#### Record excerpts ####

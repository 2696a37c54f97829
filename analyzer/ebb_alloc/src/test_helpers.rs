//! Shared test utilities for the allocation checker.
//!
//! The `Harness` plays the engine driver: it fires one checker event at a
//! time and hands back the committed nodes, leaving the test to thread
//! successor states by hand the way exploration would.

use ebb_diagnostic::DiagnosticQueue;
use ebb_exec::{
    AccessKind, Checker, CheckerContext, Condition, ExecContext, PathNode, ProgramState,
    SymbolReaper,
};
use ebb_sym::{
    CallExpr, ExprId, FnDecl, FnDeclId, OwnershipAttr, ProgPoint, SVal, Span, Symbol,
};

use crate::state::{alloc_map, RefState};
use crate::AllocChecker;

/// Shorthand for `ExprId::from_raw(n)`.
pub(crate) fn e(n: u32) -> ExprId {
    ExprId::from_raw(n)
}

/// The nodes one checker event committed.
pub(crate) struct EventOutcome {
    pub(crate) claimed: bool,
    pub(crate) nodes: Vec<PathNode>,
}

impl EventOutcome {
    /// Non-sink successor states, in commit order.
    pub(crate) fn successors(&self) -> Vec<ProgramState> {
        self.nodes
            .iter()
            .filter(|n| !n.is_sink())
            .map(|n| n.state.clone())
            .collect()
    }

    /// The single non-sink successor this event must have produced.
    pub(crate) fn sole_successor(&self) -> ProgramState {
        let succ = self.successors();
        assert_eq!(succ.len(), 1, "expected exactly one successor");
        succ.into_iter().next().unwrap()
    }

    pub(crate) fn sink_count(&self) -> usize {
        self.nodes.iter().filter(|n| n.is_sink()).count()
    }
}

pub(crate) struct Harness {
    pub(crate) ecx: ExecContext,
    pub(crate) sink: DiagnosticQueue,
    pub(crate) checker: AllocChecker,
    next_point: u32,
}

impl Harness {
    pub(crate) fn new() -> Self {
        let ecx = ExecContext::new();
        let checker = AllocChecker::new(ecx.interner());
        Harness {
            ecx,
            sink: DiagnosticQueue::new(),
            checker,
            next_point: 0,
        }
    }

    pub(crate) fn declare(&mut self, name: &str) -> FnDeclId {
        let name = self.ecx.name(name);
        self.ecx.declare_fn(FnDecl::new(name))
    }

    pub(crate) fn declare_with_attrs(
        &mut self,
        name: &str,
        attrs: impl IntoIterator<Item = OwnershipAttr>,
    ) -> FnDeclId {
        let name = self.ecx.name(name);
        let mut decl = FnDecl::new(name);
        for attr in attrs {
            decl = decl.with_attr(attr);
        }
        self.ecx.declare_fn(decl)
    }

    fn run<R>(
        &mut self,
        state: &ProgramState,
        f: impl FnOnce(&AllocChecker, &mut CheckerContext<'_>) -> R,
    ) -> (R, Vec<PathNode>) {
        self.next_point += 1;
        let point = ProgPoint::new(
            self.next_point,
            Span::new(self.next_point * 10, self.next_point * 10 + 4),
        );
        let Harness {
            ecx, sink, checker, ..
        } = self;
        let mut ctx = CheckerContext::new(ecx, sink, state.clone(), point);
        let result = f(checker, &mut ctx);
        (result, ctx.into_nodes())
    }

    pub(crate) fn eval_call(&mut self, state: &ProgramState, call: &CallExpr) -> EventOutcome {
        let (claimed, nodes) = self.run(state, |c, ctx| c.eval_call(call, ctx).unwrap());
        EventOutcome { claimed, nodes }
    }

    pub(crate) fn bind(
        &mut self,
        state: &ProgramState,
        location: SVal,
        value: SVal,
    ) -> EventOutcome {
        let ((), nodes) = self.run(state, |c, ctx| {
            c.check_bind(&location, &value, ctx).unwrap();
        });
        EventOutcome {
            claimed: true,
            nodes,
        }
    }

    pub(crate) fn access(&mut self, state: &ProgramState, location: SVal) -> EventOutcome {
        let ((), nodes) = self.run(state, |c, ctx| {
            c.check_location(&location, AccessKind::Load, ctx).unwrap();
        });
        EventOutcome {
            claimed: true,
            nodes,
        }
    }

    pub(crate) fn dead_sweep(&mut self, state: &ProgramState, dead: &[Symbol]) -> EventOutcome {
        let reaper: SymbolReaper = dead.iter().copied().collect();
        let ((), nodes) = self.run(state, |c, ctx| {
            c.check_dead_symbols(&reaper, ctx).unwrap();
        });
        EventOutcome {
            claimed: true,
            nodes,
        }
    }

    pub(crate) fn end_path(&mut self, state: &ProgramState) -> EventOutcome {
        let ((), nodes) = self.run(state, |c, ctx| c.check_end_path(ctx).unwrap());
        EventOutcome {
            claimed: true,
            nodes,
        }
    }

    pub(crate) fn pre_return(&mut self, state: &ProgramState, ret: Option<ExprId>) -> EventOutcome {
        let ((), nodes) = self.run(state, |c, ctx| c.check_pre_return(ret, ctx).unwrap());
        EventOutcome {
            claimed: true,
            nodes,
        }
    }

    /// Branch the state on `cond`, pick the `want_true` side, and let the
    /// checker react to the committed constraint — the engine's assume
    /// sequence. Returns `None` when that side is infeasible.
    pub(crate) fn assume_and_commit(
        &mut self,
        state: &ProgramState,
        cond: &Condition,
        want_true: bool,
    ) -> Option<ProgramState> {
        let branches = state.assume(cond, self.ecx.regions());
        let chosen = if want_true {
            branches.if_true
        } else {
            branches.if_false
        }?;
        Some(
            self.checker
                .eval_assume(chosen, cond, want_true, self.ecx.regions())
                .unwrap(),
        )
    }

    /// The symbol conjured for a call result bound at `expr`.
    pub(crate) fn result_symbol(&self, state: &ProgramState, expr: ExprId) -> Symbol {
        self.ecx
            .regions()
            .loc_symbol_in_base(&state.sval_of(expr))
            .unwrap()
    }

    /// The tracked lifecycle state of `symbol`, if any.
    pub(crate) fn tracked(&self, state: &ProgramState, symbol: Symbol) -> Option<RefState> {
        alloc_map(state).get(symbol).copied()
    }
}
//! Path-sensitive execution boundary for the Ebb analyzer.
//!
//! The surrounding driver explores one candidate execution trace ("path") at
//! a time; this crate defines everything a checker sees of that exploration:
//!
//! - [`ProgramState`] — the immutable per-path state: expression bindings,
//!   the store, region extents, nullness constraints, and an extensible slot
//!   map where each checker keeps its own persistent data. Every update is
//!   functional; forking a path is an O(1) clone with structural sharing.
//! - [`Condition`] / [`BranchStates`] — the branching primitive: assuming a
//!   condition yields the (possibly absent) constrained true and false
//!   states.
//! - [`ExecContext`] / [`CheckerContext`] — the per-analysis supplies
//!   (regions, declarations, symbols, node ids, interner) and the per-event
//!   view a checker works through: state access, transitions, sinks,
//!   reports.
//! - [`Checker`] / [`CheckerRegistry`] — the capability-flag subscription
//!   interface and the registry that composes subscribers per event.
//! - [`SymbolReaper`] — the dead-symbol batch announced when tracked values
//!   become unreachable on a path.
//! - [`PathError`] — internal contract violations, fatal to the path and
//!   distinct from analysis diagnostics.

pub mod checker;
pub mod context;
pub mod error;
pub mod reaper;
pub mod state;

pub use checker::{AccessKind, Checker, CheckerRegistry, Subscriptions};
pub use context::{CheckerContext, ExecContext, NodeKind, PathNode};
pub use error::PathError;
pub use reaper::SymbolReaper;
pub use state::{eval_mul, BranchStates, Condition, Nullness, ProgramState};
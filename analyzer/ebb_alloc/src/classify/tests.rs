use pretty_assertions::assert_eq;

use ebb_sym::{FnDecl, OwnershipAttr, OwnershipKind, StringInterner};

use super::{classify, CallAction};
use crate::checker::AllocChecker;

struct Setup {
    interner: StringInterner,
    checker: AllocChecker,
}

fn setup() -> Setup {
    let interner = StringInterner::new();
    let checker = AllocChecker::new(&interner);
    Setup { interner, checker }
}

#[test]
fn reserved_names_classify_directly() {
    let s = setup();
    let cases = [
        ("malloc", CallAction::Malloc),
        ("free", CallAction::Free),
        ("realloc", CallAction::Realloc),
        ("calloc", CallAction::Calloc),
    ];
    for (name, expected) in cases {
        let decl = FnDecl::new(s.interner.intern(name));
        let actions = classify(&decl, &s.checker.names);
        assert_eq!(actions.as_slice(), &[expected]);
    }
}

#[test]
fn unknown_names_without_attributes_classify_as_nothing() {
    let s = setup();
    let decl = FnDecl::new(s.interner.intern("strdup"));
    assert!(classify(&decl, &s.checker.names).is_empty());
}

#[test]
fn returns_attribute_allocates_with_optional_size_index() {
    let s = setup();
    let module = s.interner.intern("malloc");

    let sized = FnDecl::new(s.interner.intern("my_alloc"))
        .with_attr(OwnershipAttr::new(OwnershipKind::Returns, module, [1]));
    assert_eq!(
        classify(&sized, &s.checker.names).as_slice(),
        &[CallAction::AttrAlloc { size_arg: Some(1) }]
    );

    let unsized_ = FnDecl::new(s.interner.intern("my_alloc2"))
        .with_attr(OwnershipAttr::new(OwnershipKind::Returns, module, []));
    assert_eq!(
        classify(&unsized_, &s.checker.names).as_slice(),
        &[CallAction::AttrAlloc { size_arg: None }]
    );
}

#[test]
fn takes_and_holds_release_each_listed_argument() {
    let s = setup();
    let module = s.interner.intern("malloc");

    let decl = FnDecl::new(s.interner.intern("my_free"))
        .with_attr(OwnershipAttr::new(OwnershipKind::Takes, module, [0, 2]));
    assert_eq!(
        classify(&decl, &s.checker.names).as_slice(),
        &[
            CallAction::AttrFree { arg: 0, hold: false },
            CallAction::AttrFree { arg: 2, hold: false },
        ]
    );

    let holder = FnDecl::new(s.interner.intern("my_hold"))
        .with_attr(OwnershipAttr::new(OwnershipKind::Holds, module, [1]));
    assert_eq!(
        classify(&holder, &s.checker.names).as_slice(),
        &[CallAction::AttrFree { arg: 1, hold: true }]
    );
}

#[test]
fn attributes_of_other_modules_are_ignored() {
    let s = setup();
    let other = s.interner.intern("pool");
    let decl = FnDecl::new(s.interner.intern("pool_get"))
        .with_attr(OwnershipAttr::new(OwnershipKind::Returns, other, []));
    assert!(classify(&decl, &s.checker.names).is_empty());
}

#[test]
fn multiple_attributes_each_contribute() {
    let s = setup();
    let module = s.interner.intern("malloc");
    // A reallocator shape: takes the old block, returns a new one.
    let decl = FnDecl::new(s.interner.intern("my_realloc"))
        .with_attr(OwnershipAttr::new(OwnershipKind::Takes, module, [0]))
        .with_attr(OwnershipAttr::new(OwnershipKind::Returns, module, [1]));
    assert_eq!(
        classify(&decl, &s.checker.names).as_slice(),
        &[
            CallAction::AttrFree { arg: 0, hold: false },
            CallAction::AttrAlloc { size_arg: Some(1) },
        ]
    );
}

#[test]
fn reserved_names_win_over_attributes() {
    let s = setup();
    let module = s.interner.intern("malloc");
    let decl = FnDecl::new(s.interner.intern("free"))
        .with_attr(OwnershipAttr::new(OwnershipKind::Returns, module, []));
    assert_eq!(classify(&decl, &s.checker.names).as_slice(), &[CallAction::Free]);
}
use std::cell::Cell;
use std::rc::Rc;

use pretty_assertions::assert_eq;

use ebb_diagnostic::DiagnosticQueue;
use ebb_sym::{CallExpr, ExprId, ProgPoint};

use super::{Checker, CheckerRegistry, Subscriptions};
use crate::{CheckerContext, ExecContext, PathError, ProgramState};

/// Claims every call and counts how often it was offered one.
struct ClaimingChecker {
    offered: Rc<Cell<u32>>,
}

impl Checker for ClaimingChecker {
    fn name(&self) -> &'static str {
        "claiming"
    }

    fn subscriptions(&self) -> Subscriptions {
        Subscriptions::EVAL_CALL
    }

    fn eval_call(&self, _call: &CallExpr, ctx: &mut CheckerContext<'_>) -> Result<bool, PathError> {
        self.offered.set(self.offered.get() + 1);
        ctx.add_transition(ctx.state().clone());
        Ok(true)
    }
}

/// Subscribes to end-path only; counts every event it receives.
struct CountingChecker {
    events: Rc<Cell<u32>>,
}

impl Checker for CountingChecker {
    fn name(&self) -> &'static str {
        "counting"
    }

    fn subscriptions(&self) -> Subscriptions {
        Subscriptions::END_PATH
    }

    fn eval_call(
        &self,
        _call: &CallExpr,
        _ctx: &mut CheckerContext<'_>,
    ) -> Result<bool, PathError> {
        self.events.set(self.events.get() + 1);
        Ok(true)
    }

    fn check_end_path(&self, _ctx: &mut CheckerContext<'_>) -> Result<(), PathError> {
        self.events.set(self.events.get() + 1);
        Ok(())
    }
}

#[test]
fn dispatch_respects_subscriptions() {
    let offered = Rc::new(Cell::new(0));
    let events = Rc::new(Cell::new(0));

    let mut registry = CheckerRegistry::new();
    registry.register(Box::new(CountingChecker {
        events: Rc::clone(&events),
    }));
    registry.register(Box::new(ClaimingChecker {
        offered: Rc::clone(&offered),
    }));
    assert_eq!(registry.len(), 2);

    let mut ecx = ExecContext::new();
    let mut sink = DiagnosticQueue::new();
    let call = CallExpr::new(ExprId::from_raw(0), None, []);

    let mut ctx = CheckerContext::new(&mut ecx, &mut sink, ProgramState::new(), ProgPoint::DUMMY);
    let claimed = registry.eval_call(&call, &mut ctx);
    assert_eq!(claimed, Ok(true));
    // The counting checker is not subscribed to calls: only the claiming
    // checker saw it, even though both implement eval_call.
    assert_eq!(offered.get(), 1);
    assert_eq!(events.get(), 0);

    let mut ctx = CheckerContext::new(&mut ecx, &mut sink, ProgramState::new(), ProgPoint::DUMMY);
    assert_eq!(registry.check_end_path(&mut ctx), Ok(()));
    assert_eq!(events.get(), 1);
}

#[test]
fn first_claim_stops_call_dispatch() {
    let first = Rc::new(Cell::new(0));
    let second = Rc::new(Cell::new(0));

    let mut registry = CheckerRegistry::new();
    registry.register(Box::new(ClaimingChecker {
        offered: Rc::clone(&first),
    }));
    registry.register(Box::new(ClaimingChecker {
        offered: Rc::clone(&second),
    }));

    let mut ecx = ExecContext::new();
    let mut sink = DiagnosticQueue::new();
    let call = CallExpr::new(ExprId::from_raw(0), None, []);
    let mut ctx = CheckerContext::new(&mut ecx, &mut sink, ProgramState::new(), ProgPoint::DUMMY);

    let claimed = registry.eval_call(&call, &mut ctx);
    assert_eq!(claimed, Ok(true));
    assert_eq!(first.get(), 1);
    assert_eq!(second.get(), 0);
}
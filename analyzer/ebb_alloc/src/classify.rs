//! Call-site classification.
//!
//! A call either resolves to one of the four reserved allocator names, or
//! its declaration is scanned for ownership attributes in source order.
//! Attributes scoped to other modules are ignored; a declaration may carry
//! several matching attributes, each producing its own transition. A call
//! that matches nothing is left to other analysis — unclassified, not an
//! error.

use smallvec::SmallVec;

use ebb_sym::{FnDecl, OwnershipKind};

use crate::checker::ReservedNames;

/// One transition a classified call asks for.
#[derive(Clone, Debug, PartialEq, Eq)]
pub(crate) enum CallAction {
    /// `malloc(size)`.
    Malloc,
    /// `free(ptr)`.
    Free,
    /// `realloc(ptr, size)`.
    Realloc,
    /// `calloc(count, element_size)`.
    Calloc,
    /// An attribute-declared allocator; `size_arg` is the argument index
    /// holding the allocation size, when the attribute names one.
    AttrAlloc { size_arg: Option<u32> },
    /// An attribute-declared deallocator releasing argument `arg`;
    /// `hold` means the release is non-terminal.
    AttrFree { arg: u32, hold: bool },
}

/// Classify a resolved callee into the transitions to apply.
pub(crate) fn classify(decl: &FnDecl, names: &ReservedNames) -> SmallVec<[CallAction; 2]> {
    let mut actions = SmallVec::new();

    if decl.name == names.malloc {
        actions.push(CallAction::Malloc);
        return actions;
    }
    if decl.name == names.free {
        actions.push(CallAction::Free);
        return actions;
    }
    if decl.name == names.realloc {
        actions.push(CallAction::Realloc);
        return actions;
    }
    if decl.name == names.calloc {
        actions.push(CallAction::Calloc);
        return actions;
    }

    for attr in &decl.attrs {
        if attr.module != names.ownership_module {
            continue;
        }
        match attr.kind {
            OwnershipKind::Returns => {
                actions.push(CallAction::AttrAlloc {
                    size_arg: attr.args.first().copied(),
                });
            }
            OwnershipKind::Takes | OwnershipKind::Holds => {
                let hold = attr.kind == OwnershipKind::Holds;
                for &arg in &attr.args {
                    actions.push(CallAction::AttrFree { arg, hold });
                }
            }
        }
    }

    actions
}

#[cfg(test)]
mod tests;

####

_What to work on_
Of the lines above, retype only those from the line containing "let chosen = if" through the line containing "pub mod reaper;", including both, exactly.

_Solved exercise_
        let chosen = if want_true {
            branches.if_true
        } else {
            branches.if_false
        }?;
        Some(
            self.checker
                .eval_assume(chosen, cond, want_true, self.ecx.regions())
                .unwrap(),
        )
    }

    /// The symbol conjured for a call result bound at `expr`.
    pub(crate) fn result_symbol(&self, state: &ProgramState, expr: ExprId) -> Symbol {
        self.ecx
            .regions()
            .loc_symbol_in_base(&state.sval_of(expr))
            .unwrap()
    }

    /// The tracked lifecycle state of `symbol`, if any.
    pub(crate) fn tracked(&self, state: &ProgramState, symbol: Symbol) -> Option<RefState> {
        alloc_map(state).get(symbol).copied()
    }
}
//! Path-sensitive execution boundary for the Ebb analyzer.
//!
//! The surrounding driver explores one candidate execution trace ("path") at
//! a time; this crate defines everything a checker sees of that exploration:
//!
//! - [`ProgramState`] — the immutable per-path state: expression bindings,
//!   the store, region extents, nullness constraints, and an extensible slot
//!   map where each checker keeps its own persistent data. Every update is
//!   functional; forking a path is an O(1) clone with structural sharing.
//! - [`Condition`] / [`BranchStates`] — the branching primitive: assuming a
//!   condition yields the (possibly absent) constrained true and false
//!   states.
//! - [`ExecContext`] / [`CheckerContext`] — the per-analysis supplies
//!   (regions, declarations, symbols, node ids, interner) and the per-event
//!   view a checker works through: state access, transitions, sinks,
//!   reports.
//! - [`Checker`] / [`CheckerRegistry`] — the capability-flag subscription
//!   interface and the registry that composes subscribers per event.
//! - [`SymbolReaper`] — the dead-symbol batch announced when tracked values
//!   become unreachable on a path.
//! - [`PathError`] — internal contract violations, fatal to the path and
//!   distinct from analysis diagnostics.

pub mod checker;
pub mod context;
pub mod error;
pub mod reaper;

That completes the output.